Data entries

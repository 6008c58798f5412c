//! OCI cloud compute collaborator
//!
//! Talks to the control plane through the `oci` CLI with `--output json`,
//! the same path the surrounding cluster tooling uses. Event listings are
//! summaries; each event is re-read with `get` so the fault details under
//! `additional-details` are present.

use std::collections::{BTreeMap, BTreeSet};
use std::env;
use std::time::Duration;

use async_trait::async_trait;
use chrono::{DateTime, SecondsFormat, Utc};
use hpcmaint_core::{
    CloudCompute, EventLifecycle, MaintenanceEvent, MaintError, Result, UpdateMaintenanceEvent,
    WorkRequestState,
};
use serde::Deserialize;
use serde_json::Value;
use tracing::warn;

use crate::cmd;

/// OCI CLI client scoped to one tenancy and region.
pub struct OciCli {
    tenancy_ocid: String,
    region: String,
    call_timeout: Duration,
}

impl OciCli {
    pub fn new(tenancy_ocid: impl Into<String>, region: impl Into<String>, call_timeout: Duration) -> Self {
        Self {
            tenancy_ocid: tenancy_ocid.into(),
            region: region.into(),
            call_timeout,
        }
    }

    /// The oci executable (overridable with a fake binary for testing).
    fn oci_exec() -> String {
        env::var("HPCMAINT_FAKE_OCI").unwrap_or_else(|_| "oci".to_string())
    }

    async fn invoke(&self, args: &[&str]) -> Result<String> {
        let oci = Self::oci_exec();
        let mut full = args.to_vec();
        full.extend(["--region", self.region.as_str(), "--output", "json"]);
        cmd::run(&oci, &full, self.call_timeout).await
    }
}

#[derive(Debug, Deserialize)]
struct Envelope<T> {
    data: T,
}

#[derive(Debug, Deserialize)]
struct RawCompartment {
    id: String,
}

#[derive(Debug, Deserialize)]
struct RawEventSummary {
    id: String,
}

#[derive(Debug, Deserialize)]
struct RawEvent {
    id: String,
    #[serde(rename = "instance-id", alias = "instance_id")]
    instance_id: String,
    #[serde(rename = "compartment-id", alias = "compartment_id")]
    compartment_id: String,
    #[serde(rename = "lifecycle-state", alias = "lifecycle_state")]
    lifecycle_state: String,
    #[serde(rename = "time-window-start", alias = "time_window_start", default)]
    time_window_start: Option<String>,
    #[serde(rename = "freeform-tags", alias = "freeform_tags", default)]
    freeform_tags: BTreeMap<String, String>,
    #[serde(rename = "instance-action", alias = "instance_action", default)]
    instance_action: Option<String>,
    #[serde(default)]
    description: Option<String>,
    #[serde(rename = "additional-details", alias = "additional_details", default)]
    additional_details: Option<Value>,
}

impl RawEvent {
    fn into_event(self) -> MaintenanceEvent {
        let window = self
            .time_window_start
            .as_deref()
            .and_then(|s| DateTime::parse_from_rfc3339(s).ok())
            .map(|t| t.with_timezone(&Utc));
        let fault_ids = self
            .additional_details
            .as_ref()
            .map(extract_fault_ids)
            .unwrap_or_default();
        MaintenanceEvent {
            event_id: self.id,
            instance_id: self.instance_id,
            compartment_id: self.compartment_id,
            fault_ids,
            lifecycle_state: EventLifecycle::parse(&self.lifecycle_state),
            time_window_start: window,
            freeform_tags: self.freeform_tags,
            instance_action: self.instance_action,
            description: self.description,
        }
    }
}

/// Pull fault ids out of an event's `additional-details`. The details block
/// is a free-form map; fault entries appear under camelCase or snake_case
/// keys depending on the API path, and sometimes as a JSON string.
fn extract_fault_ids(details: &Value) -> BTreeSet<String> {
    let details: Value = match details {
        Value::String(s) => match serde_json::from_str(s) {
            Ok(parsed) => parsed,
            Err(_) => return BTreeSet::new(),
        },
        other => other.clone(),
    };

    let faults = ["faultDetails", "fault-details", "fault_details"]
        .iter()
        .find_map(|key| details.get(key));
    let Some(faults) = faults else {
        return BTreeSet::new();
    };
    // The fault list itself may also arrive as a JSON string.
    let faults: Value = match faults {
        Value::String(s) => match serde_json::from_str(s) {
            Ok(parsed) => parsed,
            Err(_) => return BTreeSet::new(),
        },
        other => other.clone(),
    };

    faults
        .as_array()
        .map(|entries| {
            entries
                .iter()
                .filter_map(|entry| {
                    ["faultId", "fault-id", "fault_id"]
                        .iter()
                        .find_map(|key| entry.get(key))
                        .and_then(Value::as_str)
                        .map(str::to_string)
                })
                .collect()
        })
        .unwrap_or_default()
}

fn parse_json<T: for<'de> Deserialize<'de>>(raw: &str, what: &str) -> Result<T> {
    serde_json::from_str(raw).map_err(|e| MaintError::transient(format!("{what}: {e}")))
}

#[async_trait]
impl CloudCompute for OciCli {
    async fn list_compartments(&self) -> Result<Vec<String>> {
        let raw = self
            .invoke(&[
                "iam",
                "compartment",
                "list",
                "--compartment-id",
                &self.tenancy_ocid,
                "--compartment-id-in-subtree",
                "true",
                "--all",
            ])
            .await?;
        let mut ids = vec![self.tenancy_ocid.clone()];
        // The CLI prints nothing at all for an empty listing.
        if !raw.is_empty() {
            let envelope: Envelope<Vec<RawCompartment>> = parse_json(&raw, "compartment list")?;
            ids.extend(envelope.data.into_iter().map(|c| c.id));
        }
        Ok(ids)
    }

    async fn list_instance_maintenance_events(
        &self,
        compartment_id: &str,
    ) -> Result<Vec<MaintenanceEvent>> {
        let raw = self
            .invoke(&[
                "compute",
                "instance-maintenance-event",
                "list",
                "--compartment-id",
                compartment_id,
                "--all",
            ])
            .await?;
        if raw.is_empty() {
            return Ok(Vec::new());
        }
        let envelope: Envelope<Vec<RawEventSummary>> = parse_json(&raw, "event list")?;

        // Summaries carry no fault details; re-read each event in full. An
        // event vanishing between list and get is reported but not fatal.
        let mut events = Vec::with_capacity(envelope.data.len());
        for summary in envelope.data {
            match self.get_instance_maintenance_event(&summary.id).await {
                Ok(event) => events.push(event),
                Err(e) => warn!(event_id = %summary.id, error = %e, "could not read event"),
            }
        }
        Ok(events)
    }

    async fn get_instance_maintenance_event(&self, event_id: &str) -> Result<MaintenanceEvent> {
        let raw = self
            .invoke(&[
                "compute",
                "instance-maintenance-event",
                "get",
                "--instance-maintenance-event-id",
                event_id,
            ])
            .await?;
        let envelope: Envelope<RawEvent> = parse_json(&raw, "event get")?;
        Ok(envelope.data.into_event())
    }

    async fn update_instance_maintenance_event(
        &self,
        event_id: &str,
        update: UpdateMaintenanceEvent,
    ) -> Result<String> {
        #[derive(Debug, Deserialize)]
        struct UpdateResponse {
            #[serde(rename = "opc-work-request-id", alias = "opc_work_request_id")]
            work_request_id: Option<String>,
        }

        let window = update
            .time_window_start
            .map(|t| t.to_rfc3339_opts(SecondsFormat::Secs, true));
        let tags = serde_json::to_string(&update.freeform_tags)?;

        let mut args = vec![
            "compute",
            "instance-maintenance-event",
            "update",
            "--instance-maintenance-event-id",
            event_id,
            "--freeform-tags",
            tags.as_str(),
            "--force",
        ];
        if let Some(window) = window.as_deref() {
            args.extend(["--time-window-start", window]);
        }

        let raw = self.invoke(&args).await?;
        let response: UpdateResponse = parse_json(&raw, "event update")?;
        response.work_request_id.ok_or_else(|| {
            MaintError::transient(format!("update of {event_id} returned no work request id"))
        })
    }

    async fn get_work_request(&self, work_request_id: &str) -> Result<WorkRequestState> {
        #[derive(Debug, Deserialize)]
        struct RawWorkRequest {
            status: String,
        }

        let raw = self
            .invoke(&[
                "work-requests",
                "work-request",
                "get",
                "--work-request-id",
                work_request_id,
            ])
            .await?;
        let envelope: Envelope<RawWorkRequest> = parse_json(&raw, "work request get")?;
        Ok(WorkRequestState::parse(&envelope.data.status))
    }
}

Directions for this task
Within the entries above, how many lines hold the string "RawCompartment"? State the number with no other words.

Final answer
2